**** INPUT MATERIAL ****

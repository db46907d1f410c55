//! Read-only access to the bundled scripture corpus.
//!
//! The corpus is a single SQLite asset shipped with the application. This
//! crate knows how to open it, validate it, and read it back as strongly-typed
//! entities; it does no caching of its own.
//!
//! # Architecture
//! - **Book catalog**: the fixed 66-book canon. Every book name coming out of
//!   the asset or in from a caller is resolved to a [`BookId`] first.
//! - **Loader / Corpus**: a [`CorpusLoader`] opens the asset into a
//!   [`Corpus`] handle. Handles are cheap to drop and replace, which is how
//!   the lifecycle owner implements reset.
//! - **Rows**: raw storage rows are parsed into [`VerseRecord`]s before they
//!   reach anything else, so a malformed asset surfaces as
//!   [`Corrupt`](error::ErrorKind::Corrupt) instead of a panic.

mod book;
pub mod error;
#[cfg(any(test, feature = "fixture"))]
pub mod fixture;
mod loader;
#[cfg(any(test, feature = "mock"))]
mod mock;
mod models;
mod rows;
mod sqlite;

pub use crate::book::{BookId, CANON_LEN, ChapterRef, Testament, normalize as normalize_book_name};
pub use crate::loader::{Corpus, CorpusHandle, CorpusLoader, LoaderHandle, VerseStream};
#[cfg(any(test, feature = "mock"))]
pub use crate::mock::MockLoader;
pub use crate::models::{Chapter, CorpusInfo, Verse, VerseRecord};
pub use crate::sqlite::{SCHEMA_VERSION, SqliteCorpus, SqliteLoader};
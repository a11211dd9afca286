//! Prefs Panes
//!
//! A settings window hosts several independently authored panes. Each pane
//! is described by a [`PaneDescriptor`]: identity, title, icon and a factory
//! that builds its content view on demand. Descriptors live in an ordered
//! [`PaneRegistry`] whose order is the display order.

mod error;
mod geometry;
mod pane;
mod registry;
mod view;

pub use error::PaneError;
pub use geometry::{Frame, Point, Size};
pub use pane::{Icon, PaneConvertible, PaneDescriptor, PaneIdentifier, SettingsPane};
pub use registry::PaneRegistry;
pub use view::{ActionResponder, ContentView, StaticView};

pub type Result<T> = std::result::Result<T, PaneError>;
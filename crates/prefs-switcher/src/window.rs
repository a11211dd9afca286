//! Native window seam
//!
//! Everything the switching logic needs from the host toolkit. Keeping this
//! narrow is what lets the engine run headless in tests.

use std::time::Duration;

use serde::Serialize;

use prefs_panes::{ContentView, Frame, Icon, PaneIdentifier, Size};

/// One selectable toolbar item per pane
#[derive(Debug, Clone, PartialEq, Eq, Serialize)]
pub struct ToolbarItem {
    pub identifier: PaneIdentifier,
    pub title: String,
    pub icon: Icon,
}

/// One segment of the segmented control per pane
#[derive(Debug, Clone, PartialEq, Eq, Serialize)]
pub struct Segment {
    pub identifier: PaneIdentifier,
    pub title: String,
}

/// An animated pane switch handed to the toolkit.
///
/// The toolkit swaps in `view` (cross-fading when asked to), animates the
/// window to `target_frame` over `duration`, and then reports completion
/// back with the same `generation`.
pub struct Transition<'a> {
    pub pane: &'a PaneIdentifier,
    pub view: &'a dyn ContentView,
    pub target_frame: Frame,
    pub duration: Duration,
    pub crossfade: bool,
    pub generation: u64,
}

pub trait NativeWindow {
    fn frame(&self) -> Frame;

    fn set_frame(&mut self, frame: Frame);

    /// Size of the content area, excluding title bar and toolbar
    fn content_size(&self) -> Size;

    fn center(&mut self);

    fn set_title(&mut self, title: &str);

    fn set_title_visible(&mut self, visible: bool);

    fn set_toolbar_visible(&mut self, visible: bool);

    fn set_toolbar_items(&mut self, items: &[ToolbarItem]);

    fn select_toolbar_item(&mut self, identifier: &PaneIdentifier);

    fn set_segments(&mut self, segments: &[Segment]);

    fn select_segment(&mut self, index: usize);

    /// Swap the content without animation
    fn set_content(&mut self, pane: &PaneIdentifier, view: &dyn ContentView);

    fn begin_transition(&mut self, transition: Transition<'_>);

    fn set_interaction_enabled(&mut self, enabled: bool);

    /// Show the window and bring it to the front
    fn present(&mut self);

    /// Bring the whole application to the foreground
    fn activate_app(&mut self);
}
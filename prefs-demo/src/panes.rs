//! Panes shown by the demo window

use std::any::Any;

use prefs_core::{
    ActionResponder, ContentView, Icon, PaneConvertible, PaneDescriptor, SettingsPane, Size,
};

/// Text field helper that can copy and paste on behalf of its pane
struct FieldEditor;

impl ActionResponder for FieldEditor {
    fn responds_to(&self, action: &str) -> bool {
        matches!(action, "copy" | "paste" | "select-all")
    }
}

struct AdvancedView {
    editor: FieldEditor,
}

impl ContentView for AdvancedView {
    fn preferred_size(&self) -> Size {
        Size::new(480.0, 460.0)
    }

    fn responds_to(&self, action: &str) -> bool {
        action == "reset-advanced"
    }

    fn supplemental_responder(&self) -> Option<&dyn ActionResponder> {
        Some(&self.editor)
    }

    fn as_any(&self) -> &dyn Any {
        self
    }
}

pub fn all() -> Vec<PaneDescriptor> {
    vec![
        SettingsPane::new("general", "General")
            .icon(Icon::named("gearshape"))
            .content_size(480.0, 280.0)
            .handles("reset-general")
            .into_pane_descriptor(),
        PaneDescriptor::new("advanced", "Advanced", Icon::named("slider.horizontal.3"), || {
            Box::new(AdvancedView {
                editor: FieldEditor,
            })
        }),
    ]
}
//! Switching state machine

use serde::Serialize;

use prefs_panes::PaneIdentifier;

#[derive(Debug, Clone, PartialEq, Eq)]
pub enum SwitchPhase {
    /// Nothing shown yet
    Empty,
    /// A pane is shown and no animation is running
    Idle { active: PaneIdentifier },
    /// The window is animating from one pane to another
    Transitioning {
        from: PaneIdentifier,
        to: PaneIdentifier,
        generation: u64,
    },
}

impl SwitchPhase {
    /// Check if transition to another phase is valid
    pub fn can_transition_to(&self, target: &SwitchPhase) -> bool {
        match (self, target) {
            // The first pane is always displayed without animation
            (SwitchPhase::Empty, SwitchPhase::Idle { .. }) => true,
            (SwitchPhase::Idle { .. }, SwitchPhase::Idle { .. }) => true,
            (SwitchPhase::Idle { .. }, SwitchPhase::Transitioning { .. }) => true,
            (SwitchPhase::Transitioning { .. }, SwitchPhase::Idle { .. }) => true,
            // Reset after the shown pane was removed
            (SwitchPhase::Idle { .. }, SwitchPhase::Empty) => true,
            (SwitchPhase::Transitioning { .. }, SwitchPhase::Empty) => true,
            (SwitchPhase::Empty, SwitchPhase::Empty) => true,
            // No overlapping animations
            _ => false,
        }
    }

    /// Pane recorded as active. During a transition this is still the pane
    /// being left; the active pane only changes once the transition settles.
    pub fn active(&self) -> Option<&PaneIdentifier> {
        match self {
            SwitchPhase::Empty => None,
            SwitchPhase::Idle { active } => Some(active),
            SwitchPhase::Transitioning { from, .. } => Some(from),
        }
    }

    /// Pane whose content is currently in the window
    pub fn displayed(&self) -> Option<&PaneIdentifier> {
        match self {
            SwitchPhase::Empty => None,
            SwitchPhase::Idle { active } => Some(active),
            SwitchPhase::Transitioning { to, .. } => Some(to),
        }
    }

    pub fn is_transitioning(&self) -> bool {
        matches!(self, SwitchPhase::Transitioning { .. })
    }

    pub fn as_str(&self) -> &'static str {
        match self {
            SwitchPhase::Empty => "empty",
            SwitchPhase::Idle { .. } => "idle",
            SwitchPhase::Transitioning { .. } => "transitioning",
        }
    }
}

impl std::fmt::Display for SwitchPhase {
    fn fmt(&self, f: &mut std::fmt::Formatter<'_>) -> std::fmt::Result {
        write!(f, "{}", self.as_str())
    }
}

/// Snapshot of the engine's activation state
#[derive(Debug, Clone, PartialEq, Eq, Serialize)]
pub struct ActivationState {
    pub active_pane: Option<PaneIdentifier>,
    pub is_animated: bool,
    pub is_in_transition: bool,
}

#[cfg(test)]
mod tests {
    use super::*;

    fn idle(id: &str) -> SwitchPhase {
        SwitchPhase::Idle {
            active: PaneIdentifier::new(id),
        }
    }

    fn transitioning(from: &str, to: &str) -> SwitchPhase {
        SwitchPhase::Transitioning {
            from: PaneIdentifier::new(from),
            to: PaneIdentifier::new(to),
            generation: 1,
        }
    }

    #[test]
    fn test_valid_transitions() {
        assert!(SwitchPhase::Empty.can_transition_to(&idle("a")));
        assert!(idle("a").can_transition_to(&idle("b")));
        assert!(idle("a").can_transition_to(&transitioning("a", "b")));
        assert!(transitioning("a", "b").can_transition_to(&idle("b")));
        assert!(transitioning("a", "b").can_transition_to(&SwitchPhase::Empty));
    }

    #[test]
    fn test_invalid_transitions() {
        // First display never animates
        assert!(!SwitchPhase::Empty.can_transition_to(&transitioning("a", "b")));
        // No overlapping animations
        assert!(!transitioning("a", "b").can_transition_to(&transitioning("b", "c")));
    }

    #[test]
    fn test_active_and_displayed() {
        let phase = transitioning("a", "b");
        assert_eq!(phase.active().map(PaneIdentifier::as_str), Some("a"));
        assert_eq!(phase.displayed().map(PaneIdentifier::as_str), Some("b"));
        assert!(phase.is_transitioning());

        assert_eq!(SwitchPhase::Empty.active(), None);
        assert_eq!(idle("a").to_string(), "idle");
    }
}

****
**** INPUT MATERIAL ****

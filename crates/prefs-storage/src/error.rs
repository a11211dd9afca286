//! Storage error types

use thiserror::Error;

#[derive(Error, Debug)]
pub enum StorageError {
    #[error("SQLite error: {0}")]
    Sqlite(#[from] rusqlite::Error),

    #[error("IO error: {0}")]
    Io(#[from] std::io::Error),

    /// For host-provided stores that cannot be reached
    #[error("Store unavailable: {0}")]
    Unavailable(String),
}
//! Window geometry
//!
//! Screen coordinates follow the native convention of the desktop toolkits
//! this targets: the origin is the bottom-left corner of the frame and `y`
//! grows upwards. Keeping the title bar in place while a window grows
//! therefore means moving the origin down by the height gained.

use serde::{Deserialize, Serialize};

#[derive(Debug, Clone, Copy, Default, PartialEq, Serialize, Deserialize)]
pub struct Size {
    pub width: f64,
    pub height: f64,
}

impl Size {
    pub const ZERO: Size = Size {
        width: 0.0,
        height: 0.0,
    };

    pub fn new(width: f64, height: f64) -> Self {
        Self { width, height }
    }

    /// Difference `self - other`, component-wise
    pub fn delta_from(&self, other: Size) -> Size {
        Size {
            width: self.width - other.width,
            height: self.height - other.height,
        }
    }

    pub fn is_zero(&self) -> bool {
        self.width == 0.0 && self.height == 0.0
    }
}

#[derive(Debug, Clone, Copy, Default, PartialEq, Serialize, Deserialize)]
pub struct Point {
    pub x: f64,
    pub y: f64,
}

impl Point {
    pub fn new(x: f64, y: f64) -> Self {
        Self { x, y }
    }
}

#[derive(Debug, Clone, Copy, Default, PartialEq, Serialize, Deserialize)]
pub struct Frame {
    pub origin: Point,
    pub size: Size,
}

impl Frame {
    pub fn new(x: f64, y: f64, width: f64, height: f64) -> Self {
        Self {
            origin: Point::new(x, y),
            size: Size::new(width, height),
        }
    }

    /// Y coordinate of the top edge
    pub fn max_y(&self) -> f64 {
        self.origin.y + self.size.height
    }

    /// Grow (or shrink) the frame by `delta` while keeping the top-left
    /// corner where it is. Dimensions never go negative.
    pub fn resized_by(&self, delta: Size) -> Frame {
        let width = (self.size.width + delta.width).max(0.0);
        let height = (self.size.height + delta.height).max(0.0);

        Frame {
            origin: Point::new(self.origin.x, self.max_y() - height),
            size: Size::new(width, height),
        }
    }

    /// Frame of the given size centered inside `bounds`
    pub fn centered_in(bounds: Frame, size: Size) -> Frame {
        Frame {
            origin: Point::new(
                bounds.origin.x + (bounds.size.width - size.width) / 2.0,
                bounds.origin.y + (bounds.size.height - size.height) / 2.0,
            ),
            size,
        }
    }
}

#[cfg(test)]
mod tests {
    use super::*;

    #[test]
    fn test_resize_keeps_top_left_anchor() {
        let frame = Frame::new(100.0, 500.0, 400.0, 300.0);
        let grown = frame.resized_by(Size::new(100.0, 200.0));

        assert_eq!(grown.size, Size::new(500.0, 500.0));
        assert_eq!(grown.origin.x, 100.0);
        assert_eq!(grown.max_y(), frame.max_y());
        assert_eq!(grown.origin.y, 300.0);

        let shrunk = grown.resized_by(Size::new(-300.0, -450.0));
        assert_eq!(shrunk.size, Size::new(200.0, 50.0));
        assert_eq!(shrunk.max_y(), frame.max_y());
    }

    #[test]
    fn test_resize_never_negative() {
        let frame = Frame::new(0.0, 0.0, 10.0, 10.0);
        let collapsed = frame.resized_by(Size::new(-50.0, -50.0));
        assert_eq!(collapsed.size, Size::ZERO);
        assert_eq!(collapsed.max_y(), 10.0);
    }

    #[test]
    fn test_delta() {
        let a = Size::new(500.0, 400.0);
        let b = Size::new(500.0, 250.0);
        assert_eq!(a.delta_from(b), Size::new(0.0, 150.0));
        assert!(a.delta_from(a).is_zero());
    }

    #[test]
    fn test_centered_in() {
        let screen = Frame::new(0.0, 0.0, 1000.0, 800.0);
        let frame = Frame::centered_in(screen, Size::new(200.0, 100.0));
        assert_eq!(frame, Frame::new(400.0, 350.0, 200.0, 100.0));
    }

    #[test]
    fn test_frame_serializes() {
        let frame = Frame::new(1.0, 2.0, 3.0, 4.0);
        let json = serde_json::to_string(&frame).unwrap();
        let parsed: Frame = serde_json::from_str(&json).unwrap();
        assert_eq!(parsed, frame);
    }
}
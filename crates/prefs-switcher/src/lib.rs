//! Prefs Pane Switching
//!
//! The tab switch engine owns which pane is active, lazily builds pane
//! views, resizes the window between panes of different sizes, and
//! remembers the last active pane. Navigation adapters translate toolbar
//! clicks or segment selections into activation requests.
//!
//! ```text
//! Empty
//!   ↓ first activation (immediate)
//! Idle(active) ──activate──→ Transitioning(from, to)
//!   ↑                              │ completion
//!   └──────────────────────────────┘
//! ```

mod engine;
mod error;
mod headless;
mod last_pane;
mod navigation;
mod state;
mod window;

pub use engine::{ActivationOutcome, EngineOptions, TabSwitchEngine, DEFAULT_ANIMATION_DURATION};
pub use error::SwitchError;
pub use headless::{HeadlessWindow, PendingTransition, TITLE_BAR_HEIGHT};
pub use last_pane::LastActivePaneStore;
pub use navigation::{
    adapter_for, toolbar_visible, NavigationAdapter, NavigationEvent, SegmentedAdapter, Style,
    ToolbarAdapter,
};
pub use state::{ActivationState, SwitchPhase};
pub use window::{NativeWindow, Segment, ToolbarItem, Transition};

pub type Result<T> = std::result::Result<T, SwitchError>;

****

WHAT IS REQUIRED: Could you restate word for word the lines above from the one containing "repository db46907d1f410c55" through the one containing "the display order.", both included, and nothing else?

RESULT BELOW:
repository db46907d1f410c55
//! Read-only access to the bundled scripture corpus.
//!
//! The corpus is a single SQLite asset shipped with the application. This
//! crate knows how to open it, validate it, and read it back as strongly-typed
//! entities; it does no caching of its own.
//!
//! # Architecture
//! - **Book catalog**: the fixed 66-book canon. Every book name coming out of
//!   the asset or in from a caller is resolved to a [`BookId`] first.
//! - **Loader / Corpus**: a [`CorpusLoader`] opens the asset into a
//!   [`Corpus`] handle. Handles are cheap to drop and replace, which is how
//!   the lifecycle owner implements reset.
//! - **Rows**: raw storage rows are parsed into [`VerseRecord`]s before they
//!   reach anything else, so a malformed asset surfaces as
//!   [`Corrupt`](error::ErrorKind::Corrupt) instead of a panic.

mod book;
pub mod error;
#[cfg(any(test, feature = "fixture"))]
pub mod fixture;
mod loader;
#[cfg(any(test, feature = "mock"))]
mod mock;
mod models;
mod rows;
mod sqlite;

pub use crate::book::{BookId, CANON_LEN, ChapterRef, Testament, normalize as normalize_book_name};
pub use crate::loader::{Corpus, CorpusHandle, CorpusLoader, LoaderHandle, VerseStream};
#[cfg(any(test, feature = "mock"))]
pub use crate::mock::MockLoader;
pub use crate::models::{Chapter, CorpusInfo, Verse, VerseRecord};
pub use crate::sqlite::{SCHEMA_VERSION, SqliteCorpus, SqliteLoader};
repository a11211dd9afca286
//! Prefs Panes
//!
//! A settings window hosts several independently authored panes. Each pane
//! is described by a [`PaneDescriptor`]: identity, title, icon and a factory
//! that builds its content view on demand. Descriptors live in an ordered
//! [`PaneRegistry`] whose order is the display order.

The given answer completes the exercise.